Project: Early Detection of Alzheimer’s Disease Subtypes
| Acronym | E-DADS (Reference Number: JPND2019-466-235) |
| Project Topic | Alzheimer’s disease (AD) is a global health and economic burden with currently about 47 million affected individuals worldwide. No provably disease-modifying treatments exist. Delaying disease onset in dementia patients by five years can reduce care costs by 36?out €88B per year across the EU. A key confound preventing successful outcomes in most treatment trials to date has been AD's high variation in onset, mechanism, and clinical expression.

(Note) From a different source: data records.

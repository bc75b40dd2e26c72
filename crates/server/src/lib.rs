//! Peer Support Server
//!
//! HTTP surface over the classifier, composer and helper ranking engine.

pub mod http;
pub mod metrics;
pub mod state;

pub use crate::http::create_router;
pub use crate::metrics::{init_metrics, record_degradation, record_request};
pub use crate::state::AppState;

use axum::http::StatusCode;
use axum::response::{IntoResponse, Response};
use axum::Json;
use thiserror::Error;

/// Server errors
#[derive(Error, Debug)]
pub enum ServerError {
    #[error("Invalid request: {0}")]
    InvalidRequest(String),

    #[error("Not found: {0}")]
    NotFound(String),

    #[error("Configuration error: {0}")]
    Config(#[from] peer_support_config::ConfigError),

    #[error("Store initialization failed: {0}")]
    Persistence(#[from] peer_support_persistence::PersistenceError),

    #[error("Agent error: {0}")]
    Agent(#[from] peer_support_agent::AgentError),
}

impl ServerError {
    pub fn status(&self) -> StatusCode {
        match self {
            ServerError::InvalidRequest(_) => StatusCode::BAD_REQUEST,
            ServerError::NotFound(_) => StatusCode::NOT_FOUND,
            ServerError::Config(_) | ServerError::Persistence(_) | ServerError::Agent(_) => {
                StatusCode::INTERNAL_SERVER_ERROR
            },
        }
    }
}

impl From<peer_support_search::SearchError> for ServerError {
    fn from(err: peer_support_search::SearchError) -> Self {
        ServerError::InvalidRequest(err.to_string())
    }
}

impl IntoResponse for ServerError {
    fn into_response(self) -> Response {
        let status = self.status();
        if status.is_server_error() {
            tracing::error!(error = %self, "Request failed");
        }
        (status, Json(serde_json::json!({ "error": self.to_string() }))).into_response()
    }
}
//! Classified purpose of a user message

use serde::{Deserialize, Serialize};

use crate::Category;

/// Kind of intent, in classifier priority order
#[derive(Debug, Clone, Copy, PartialEq, Eq, Hash, Serialize, Deserialize)]
#[serde(rename_all = "SCREAMING_SNAKE_CASE")]
pub enum IntentKind {
    Crisis,
    CategoryTopic,
    VoiceRequest,
    Generic,
}

impl IntentKind {
    pub fn as_str(&self) -> &'static str {
        match self {
            IntentKind::Crisis => "crisis",
            IntentKind::CategoryTopic => "category_topic",
            IntentKind::VoiceRequest => "voice_request",
            IntentKind::Generic => "generic",
        }
    }
}

/// Severity attached to an intent
#[derive(Debug, Clone, Copy, PartialEq, Eq, Hash, PartialOrd, Ord, Serialize, Deserialize, Default)]
#[serde(rename_all = "SCREAMING_SNAKE_CASE")]
pub enum Urgency {
    #[default]
    None,
    Elevated,
    Critical,
}

/// Classifier output for one utterance. Never persisted.
#[derive(Debug, Clone, PartialEq, Eq, Serialize, Deserialize)]
pub struct Intent {
    pub kind: IntentKind,
    #[serde(default, skip_serializing_if = "Option::is_none")]
    pub matched_category: Option<Category>,
    #[serde(default)]
    pub urgency: Urgency,
    /// Lower-cased keyword subset used to select knowledge entries
    #[serde(default, skip_serializing_if = "Vec::is_empty")]
    pub keywords: Vec<String>,
}

impl Intent {
    pub fn crisis() -> Self {
        Self {
            kind: IntentKind::Crisis,
            matched_category: None,
            urgency: Urgency::Critical,
            keywords: Vec::new(),
        }
    }

    pub fn voice_request() -> Self {
        Self {
            kind: IntentKind::VoiceRequest,
            matched_category: None,
            urgency: Urgency::None,
            keywords: Vec::new(),
        }
    }

    pub fn generic() -> Self {
        Self {
            kind: IntentKind::Generic,
            matched_category: None,
            urgency: Urgency::None,
            keywords: Vec::new(),
        }
    }

    pub fn category_topic(category: Category, urgency: Urgency, keywords: Vec<String>) -> Self {
        Self {
            kind: IntentKind::CategoryTopic,
            matched_category: Some(category),
            urgency,
            keywords,
        }
    }

    pub fn is_urgent(&self) -> bool {
        self.urgency != Urgency::None
    }
}
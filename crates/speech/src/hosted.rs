//! ElevenLabs-compatible hosted text-to-speech

use async_trait::async_trait;
use serde::{Deserialize, Serialize};
use std::time::Duration;

use peer_support_config::constants::speech;
use peer_support_config::SpeechConfig;
use peer_support_core::{
    SpeechAudio, SpeechError, SpeechStatus, SpeechSynthesizer, VoiceInfo, VoiceOptions,
};

use crate::fallback::fallback_voices;

#[derive(Debug, Serialize)]
struct VoiceSettings {
    stability: f32,
    similarity_boost: f32,
    style: f32,
    use_speaker_boost: bool,
}

impl VoiceSettings {
    fn from_options(options: &VoiceOptions) -> Self {
        Self {
            stability: options.stability.unwrap_or(speech::STABILITY),
            similarity_boost: options.similarity_boost.unwrap_or(speech::SIMILARITY_BOOST),
            style: options.style.unwrap_or(speech::STYLE),
            use_speaker_boost: options.use_speaker_boost.unwrap_or(true),
        }
    }
}

#[derive(Debug, Serialize)]
struct SynthesisRequest<'a> {
    text: &'a str,
    model_id: &'a str,
    voice_settings: VoiceSettings,
}

#[derive(Debug, Deserialize)]
struct VoicesResponse {
    #[serde(default)]
    voices: Vec<VoiceInfo>,
}

/// Hosted speech provider
pub struct HostedSpeech {
    client: reqwest::Client,
    base_url: String,
    api_key: String,
    default_voice_id: String,
    model_id: String,
}

impl HostedSpeech {
    /// Create a provider; fails with `NotConfigured` when no API key is set
    pub fn new(config: &SpeechConfig) -> Result<Self, SpeechError> {
        let api_key = config
            .api_key
            .as_deref()
            .map(str::trim)
            .filter(|k| !k.is_empty())
            .ok_or(SpeechError::NotConfigured)?
            .to_string();

        let client = reqwest::Client::builder()
            .timeout(Duration::from_millis(config.timeout_ms))
            .build()
            .map_err(|e| SpeechError::Provider(e.to_string()))?;

        Ok(Self {
            client,
            base_url: config.base_url.trim_end_matches('/').to_string(),
            api_key,
            default_voice_id: config.default_voice_id.clone(),
            model_id: config.model_id.clone(),
        })
    }

    fn map_error(err: reqwest::Error) -> SpeechError {
        if err.is_timeout() {
            SpeechError::Timeout
        } else {
            SpeechError::Provider(err.to_string())
        }
    }

    async fn fetch_voices(&self) -> Result<Vec<VoiceInfo>, SpeechError> {
        let response = self
            .client
            .get(format!("{}/voices", self.base_url))
            .header("xi-api-key", &self.api_key)
            .send()
            .await
            .map_err(Self::map_error)?;

        let status = response.status();
        if !status.is_success() {
            return Err(SpeechError::Provider(format!("voices returned {}", status)));
        }

        let body: VoicesResponse = response.json().await.map_err(Self::map_error)?;
        Ok(body.voices)
    }
}

#[async_trait]
impl SpeechSynthesizer for HostedSpeech {
    async fn synthesize(
        &self,
        text: &str,
        options: &VoiceOptions,
    ) -> Result<Option<SpeechAudio>, SpeechError> {
        let text = text.trim();
        if text.is_empty() {
            return Ok(None);
        }

        let voice_id = options
            .voice_id
            .as_deref()
            .filter(|v| !v.trim().is_empty())
            .unwrap_or(&self.default_voice_id);

        let request = SynthesisRequest {
            text,
            model_id: &self.model_id,
            voice_settings: VoiceSettings::from_options(options),
        };

        let response = self
            .client
            .post(format!("{}/text-to-speech/{}", self.base_url, voice_id))
            .header("xi-api-key", &self.api_key)
            .header("Accept", "audio/mpeg")
            .json(&request)
            .send()
            .await
            .map_err(Self::map_error)?;

        let status = response.status();
        if !status.is_success() {
            return Err(SpeechError::Provider(format!(
                "text-to-speech returned {}",
                status
            )));
        }

        let bytes = response.bytes().await.map_err(Self::map_error)?;
        tracing::debug!(voice_id, bytes = bytes.len(), "Synthesized speech");
        Ok(Some(SpeechAudio::mpeg(bytes.to_vec())))
    }

    async fn voices(&self) -> Vec<VoiceInfo> {
        match self.fetch_voices().await {
            Ok(voices) if !voices.is_empty() => voices,
            Ok(_) => fallback_voices(),
            Err(e) => {
                tracing::warn!(error = %e, "Could not list hosted voices");
                fallback_voices()
            },
        }
    }

    fn status(&self) -> SpeechStatus {
        SpeechStatus::Connected
    }

    fn name(&self) -> &str {
        "hosted"
    }
}

#[cfg(test)]
mod tests {
    use super::*;

    #[test]
    fn test_blank_key_is_not_configured() {
        let config = SpeechConfig {
            api_key: Some("   ".to_string()),
            ..Default::default()
        };
        assert!(matches!(
            HostedSpeech::new(&config),
            Err(SpeechError::NotConfigured)
        ));
    }

    #[test]
    fn test_voice_settings_defaults() {
        let settings = VoiceSettings::from_options(&VoiceOptions::default());
        assert_eq!(settings.stability, speech::STABILITY);
        assert_eq!(settings.similarity_boost, speech::SIMILARITY_BOOST);
        assert!(settings.use_speaker_boost);

        let custom = VoiceSettings::from_options(&VoiceOptions {
            stability: Some(0.9),
            use_speaker_boost: Some(false),
            ..Default::default()
        });
        assert_eq!(custom.stability, 0.9);
        assert!(!custom.use_speaker_boost);
    }

    #[tokio::test]
    async fn test_blank_text_skips_request() {
        let config = SpeechConfig {
            api_key: Some("key".to_string()),
            base_url: "http://127.0.0.1:9".to_string(),
            ..Default::default()
        };
        let speech = HostedSpeech::new(&config).unwrap();
        let audio = speech.synthesize("  ", &VoiceOptions::default()).await;
        assert!(matches!(audio, Ok(None)));
    }
}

E-DADS aims to untangle this heterogeneity by defining data-driven subtypes of the clinical manifestation of AD based on brain imaging, cognitive markers, and fluid biomarkers that are robustly identifiable from predictive risk factors (genetics, co-morbidities, physiological and lifestyle factors) years before disease onset. To achieve this we develop a novel multi-view learning strategies that relates end-stage disease manifestations observable in clinical cohorts to features of early-stage or at-risk individuals in preclinical cohorts and the general pre-affected population from population or aging studies. This approach is only possible now due to the availability of large population data, richly phenotyped AD cohorts and advances in machine learning. E-DADS uniquely assembles the necessary data and expertise. The ability to identify AD subtypes and predict them years before onset will significantly advance AD research and clinical management via precision medicine. First, it identifies distinct homogeneous groups, shedding new light on that nature and variability of disease mechanisms ultimately pinpointing effective drug targets. Second, it enables enrichment of future clinical trials for specific groups of patients likely to benefit from a particular intervention. Third, it highlights potential lifestyle interventions that may affect or delay disease onset at very early stages. E-DADS delivers the underpinning technology to achieve this through machine learning and big-data analytics together with a prototype software tool enabling future translation and uptake. |
| Network | JPCOFUND2 |
| Call | PERSONALISED MEDICINE FOR NEURODEGENERATIVE DISEASES |
Project partner
| Number | Name | Role | Country |
|---|---|---|---|
| 1 | University College London | Coordinator | United Kingdom |
| 2 | IRCCS Fatebenefratelli | Partner | Italy |
| 3 | Commonwealth Scientific and Industrial Research Organisation | Partner | Australia |
| 4 | INRIA | Partner | France |
| 5 | Stichting VU University Medical Center | Partner | Netherlands |
| 6 | Research Centre for Natural Sciences | Partner | Hungary |